- ASSIGNED TASK:
Please copy each line of the records below that includes the word "recorded".

Items listed in a dataset
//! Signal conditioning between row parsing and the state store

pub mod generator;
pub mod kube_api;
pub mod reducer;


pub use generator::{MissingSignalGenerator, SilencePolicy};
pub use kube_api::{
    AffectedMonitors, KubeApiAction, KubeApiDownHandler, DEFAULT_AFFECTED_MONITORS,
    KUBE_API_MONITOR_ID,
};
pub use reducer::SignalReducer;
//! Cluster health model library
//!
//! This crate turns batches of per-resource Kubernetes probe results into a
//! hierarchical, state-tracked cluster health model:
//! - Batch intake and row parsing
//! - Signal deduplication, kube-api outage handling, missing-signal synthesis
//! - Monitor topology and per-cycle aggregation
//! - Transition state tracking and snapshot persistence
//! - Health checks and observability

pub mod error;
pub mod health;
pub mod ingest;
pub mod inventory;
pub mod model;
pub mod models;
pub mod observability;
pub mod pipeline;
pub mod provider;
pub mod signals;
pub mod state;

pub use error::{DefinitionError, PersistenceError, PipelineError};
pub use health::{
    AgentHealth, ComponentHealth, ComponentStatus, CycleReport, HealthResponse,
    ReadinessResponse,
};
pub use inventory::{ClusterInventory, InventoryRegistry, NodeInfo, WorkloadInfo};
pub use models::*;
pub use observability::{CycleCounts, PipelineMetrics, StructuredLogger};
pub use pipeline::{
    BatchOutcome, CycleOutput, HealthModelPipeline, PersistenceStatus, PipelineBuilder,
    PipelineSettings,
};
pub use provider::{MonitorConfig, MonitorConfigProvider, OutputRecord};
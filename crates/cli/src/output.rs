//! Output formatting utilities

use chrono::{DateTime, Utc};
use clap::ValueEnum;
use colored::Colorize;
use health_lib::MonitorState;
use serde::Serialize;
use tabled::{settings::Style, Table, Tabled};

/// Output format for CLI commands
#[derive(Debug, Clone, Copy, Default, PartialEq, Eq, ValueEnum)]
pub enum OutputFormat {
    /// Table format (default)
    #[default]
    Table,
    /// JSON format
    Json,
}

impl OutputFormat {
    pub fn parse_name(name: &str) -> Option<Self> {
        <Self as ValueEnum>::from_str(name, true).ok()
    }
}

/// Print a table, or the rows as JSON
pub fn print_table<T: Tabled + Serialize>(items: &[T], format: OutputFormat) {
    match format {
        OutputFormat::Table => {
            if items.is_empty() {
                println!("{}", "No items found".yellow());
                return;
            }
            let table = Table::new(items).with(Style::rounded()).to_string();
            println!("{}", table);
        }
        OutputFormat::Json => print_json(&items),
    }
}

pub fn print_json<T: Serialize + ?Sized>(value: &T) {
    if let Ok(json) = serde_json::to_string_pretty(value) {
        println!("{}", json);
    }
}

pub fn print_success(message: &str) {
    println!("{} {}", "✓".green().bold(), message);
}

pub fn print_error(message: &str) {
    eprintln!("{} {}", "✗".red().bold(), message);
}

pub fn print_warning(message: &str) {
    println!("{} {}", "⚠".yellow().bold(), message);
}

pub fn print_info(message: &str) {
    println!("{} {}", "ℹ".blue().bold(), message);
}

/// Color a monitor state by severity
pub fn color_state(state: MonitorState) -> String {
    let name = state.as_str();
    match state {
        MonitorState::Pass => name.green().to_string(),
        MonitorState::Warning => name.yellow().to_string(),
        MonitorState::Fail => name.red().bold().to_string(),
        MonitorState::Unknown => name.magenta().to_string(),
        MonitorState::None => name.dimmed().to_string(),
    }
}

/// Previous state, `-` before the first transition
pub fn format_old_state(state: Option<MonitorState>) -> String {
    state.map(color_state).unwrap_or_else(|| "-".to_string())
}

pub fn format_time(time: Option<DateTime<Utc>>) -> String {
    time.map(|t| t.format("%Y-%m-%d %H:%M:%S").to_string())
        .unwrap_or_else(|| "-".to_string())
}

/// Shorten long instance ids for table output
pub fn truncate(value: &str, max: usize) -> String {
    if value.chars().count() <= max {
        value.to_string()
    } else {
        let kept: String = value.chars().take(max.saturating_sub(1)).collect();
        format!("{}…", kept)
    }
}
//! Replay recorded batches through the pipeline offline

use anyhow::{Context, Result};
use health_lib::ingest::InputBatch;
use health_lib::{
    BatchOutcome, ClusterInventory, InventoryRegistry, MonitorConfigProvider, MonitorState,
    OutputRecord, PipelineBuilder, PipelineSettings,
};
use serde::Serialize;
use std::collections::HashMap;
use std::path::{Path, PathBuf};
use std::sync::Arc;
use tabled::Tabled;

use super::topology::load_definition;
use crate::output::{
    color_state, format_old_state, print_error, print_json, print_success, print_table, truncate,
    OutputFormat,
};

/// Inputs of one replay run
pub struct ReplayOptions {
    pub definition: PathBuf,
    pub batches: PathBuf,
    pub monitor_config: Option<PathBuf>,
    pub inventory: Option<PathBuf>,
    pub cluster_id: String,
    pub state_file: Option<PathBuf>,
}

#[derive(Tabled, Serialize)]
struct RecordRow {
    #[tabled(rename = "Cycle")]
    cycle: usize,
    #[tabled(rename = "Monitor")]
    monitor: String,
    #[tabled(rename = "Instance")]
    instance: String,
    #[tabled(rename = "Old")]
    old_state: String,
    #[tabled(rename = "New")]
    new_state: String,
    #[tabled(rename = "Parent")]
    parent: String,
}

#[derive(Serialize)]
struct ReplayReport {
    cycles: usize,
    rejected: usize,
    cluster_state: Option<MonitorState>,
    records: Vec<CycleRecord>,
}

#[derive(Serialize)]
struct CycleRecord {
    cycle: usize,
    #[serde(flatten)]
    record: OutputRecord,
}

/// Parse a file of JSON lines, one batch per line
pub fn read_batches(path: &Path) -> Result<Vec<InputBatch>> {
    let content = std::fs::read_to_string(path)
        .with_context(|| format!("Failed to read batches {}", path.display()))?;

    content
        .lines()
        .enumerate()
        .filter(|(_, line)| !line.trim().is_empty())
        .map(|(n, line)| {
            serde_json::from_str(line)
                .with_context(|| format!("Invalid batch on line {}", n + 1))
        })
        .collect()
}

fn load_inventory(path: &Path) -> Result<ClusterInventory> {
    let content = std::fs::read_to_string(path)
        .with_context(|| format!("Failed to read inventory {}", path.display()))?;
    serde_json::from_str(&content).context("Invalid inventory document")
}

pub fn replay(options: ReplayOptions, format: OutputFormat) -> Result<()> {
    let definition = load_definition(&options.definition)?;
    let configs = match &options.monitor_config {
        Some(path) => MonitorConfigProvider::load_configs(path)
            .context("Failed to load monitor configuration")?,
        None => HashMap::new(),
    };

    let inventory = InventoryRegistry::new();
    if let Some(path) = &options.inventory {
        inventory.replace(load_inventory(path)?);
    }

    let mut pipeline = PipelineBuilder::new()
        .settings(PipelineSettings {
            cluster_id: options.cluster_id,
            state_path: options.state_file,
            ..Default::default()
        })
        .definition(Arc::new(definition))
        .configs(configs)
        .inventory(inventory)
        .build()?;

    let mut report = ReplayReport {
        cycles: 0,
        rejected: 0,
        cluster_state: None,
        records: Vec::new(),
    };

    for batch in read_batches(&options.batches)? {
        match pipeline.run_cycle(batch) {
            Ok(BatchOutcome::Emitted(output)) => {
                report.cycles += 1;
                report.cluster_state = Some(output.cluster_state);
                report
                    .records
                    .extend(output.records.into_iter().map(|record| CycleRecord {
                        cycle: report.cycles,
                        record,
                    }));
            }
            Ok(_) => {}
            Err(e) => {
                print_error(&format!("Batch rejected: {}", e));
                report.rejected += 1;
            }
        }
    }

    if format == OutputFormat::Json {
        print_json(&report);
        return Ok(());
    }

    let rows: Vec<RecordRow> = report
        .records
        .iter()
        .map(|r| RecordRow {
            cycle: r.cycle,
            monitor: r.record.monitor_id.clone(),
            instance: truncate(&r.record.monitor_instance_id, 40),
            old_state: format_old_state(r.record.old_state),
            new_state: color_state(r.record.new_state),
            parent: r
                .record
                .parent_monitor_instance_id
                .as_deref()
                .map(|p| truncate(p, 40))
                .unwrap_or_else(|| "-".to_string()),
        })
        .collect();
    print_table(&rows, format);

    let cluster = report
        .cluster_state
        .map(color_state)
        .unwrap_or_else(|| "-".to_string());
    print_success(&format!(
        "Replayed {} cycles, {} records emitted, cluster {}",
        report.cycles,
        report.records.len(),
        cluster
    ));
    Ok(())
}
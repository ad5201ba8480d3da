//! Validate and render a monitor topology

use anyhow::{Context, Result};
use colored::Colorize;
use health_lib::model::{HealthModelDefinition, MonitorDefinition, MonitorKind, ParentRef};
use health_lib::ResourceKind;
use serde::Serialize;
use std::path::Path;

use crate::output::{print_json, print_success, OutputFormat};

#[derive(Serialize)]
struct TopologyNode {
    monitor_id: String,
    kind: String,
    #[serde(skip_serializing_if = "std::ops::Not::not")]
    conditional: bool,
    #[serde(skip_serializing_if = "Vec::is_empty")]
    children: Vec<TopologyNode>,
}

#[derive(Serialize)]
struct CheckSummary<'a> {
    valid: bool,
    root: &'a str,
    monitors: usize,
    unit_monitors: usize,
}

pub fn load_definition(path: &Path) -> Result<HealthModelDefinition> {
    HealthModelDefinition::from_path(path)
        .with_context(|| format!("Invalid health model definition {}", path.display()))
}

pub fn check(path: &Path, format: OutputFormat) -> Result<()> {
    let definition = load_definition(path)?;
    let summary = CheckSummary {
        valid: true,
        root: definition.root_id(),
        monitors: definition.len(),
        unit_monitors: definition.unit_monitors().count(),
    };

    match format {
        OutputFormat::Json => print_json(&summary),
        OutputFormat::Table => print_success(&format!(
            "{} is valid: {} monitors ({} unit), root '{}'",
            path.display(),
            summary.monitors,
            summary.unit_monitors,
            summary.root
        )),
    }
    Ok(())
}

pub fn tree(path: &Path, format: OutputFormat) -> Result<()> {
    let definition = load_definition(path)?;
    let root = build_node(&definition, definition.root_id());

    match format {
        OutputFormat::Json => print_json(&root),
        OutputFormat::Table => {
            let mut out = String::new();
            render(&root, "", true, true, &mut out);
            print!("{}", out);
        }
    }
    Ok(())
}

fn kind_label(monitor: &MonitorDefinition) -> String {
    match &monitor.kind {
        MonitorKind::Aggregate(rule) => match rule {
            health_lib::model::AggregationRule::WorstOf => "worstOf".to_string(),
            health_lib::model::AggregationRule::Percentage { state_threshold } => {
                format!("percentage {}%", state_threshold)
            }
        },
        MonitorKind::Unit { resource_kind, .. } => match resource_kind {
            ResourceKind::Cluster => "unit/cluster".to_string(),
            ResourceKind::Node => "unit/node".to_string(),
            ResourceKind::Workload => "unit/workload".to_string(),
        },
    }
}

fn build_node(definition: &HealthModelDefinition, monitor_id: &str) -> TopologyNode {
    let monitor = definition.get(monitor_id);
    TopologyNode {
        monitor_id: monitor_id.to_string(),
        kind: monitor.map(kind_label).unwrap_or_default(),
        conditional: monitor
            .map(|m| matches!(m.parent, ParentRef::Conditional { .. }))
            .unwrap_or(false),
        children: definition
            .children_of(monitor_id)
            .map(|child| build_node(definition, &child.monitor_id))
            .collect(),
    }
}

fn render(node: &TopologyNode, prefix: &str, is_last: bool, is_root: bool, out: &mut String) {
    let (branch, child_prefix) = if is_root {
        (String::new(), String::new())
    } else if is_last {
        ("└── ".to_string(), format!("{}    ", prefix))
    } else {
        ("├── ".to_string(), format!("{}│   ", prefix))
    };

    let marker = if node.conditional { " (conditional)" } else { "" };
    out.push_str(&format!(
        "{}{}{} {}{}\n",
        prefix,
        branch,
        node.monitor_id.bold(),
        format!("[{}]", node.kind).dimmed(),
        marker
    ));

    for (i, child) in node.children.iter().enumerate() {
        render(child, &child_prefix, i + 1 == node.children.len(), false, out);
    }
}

==

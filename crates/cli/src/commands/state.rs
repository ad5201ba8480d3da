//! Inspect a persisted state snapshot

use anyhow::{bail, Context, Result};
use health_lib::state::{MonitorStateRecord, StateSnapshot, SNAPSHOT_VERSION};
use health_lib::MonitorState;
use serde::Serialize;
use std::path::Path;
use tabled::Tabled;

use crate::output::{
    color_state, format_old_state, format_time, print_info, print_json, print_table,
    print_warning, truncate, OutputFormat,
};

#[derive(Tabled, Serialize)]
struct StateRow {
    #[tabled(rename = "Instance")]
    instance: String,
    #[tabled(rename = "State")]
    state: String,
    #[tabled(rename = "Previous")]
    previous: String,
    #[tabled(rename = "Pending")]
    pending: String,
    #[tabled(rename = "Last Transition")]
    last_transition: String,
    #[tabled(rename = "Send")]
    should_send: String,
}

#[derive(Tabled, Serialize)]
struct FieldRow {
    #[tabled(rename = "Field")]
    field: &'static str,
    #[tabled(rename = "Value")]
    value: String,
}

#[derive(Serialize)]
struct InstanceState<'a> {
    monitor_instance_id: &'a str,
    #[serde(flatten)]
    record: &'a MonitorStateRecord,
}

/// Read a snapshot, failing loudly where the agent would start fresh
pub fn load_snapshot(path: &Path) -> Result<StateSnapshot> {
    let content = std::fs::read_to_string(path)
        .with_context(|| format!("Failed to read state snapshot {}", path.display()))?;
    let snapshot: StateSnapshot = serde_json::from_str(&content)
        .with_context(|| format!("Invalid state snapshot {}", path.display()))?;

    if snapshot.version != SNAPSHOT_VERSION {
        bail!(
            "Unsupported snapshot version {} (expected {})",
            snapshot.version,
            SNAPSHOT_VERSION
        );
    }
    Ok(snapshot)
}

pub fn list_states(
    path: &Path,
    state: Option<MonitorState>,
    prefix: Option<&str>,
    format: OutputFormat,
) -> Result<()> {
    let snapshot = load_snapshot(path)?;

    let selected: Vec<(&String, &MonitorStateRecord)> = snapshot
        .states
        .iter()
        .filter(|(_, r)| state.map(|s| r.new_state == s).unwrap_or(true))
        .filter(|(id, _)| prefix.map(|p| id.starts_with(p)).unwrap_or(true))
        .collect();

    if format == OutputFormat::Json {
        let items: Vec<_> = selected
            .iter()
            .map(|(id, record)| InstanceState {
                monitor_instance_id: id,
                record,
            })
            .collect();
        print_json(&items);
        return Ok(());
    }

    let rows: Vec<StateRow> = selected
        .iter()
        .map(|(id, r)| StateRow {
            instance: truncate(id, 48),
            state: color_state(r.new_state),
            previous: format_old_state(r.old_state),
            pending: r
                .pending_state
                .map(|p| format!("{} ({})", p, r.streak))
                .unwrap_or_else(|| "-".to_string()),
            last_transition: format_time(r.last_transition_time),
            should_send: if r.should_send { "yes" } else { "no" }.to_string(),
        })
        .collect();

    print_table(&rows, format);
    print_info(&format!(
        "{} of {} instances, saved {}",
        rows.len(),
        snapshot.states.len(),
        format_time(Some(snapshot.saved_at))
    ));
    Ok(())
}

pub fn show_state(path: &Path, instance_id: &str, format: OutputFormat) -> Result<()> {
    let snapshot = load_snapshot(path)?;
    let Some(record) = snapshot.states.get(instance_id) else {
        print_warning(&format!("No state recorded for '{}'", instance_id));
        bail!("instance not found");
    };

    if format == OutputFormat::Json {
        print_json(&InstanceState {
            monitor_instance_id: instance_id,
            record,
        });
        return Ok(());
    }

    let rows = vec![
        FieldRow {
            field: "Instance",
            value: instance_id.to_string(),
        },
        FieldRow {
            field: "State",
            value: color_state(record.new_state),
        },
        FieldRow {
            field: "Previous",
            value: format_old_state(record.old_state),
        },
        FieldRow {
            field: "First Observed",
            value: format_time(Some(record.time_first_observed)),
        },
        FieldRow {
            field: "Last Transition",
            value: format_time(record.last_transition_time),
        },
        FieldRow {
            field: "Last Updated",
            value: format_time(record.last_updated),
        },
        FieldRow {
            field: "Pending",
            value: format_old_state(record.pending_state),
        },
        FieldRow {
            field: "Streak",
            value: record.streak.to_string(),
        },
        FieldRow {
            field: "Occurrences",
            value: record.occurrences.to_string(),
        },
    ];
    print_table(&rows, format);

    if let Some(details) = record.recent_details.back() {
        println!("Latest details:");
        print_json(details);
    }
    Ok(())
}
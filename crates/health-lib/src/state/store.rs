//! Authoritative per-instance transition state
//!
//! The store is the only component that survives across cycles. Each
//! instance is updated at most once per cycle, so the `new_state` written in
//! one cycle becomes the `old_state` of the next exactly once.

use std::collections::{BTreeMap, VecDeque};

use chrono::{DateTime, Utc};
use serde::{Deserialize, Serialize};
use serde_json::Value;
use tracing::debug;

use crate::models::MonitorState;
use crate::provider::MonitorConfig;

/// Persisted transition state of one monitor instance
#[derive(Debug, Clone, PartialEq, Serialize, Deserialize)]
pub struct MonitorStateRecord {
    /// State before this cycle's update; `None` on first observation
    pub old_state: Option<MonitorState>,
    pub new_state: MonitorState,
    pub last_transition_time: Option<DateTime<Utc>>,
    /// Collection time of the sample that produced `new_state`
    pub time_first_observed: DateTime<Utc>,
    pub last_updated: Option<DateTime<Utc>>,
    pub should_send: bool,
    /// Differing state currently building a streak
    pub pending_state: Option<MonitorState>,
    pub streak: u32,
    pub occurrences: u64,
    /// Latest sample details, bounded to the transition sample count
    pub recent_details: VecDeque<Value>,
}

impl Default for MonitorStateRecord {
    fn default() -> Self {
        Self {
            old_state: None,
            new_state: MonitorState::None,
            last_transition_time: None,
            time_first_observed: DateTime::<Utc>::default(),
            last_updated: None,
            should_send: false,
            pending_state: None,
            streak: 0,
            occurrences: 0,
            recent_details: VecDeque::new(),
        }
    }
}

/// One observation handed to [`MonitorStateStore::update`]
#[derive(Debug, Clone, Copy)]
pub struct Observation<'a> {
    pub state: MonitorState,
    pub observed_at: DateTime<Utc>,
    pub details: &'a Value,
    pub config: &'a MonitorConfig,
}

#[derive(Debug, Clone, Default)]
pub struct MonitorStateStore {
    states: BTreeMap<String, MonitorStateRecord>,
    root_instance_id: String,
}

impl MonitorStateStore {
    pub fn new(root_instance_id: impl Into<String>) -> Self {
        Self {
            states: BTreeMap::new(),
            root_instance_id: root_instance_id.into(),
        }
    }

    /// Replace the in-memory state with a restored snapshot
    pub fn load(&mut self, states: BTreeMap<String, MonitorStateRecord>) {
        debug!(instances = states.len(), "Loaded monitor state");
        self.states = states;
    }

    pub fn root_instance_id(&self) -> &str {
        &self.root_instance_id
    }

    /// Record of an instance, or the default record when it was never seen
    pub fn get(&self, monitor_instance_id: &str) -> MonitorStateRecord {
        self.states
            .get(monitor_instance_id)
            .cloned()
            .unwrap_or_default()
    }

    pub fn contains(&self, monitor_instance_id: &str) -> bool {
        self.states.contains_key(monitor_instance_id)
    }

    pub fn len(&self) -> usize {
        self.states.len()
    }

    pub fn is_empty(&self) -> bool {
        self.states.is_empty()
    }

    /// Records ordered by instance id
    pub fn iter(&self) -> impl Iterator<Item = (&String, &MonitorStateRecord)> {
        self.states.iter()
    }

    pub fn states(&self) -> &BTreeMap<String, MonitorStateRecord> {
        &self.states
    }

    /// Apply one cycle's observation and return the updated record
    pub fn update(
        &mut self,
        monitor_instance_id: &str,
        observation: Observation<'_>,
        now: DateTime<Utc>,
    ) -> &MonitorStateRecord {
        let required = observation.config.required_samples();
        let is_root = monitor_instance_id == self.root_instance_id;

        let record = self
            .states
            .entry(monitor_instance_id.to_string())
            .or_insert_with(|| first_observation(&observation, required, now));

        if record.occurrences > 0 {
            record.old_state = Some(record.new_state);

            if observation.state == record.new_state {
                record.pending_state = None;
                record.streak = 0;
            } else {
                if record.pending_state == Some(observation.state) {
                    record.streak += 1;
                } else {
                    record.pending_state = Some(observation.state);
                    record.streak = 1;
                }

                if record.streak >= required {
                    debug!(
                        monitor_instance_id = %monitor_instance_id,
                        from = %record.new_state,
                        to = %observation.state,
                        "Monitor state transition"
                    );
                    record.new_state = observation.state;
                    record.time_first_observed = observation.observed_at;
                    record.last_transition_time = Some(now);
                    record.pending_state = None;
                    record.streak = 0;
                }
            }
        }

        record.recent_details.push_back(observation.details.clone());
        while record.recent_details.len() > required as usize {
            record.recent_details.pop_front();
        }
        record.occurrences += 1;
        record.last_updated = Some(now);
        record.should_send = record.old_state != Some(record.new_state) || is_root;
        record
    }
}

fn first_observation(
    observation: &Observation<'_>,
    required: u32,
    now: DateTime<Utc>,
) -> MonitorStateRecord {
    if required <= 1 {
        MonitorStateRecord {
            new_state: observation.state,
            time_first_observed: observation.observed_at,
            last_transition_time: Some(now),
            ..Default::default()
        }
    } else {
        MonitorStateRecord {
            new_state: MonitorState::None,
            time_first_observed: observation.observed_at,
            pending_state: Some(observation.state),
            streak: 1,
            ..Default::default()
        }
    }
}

* * *

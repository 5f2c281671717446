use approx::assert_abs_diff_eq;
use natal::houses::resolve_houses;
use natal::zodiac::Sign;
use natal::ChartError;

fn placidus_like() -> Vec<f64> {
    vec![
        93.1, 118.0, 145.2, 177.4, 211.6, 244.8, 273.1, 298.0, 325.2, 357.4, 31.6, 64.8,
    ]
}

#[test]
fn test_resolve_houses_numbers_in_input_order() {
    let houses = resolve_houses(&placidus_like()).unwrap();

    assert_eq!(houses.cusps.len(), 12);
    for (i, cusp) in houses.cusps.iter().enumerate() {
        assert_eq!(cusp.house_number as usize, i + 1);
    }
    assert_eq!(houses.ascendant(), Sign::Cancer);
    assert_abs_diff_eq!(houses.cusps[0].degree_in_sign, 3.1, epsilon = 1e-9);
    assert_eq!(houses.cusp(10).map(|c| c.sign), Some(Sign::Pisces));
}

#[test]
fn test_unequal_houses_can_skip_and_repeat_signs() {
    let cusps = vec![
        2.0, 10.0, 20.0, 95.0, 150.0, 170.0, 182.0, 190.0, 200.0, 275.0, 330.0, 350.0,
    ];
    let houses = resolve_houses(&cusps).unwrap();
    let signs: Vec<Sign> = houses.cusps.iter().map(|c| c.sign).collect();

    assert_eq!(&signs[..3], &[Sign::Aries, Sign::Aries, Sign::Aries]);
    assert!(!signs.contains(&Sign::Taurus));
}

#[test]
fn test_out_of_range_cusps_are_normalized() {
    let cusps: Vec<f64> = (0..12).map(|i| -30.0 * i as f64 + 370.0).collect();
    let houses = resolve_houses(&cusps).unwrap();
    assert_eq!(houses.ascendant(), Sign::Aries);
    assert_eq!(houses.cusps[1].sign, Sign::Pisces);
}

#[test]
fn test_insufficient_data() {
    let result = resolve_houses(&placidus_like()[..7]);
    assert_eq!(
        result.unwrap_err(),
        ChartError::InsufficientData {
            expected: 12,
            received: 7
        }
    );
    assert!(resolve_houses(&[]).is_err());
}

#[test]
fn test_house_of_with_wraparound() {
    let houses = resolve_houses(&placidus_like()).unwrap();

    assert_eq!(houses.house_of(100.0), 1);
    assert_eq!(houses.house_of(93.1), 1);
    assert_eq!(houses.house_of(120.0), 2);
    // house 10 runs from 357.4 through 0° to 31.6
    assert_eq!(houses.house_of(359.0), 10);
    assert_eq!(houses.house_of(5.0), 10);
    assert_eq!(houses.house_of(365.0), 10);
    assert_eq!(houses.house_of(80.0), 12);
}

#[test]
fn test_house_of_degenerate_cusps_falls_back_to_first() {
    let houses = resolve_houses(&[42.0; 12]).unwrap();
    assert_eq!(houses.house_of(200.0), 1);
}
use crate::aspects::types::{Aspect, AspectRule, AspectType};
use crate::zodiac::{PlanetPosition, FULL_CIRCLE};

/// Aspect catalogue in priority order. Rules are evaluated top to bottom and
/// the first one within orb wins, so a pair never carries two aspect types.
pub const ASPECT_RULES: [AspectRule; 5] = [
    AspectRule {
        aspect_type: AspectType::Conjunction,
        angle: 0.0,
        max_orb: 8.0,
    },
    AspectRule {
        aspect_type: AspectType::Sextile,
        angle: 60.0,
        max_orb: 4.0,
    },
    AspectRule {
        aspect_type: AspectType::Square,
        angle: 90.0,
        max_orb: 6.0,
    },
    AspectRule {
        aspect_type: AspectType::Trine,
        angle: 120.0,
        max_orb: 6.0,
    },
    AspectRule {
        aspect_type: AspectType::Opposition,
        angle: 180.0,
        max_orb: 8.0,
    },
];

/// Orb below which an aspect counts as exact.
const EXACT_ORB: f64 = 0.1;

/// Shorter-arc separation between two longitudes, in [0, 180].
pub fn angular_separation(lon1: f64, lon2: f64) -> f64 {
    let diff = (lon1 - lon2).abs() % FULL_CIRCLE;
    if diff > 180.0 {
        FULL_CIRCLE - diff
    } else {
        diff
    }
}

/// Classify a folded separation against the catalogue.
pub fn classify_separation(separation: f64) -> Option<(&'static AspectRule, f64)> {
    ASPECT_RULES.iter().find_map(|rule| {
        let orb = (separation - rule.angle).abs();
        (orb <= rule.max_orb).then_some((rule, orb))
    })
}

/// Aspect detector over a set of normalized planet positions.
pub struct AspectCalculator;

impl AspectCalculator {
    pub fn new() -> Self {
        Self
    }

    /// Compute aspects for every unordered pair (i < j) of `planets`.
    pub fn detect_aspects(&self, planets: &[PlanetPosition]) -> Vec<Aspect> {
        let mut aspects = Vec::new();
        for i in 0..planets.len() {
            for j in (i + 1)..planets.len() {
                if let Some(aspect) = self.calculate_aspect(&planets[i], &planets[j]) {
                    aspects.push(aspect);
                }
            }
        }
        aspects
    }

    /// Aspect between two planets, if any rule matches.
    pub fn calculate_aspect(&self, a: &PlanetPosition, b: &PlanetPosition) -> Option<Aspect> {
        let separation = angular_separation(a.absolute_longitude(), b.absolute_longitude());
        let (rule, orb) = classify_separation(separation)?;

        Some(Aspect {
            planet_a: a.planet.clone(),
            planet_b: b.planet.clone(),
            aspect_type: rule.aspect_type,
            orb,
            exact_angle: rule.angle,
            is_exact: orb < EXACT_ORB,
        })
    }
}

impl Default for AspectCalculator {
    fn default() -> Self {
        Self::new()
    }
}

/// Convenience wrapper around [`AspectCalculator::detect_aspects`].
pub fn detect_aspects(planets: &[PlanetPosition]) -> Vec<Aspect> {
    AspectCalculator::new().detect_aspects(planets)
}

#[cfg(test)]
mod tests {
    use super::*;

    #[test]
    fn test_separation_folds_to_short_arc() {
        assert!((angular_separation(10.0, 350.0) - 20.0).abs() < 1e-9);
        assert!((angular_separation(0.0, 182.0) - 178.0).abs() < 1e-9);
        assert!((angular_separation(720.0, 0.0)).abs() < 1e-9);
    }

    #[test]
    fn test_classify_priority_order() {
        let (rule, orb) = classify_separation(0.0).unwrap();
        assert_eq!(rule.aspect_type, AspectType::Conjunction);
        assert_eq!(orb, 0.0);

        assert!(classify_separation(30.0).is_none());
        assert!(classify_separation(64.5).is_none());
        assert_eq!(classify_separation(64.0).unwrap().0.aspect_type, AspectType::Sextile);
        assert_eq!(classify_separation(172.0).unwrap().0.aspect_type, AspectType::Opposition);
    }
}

- EXERCISE ANSWER:
//! Replay recorded batches through the pipeline offline
        print_warning(&format!("No state recorded for '{}'", instance_id));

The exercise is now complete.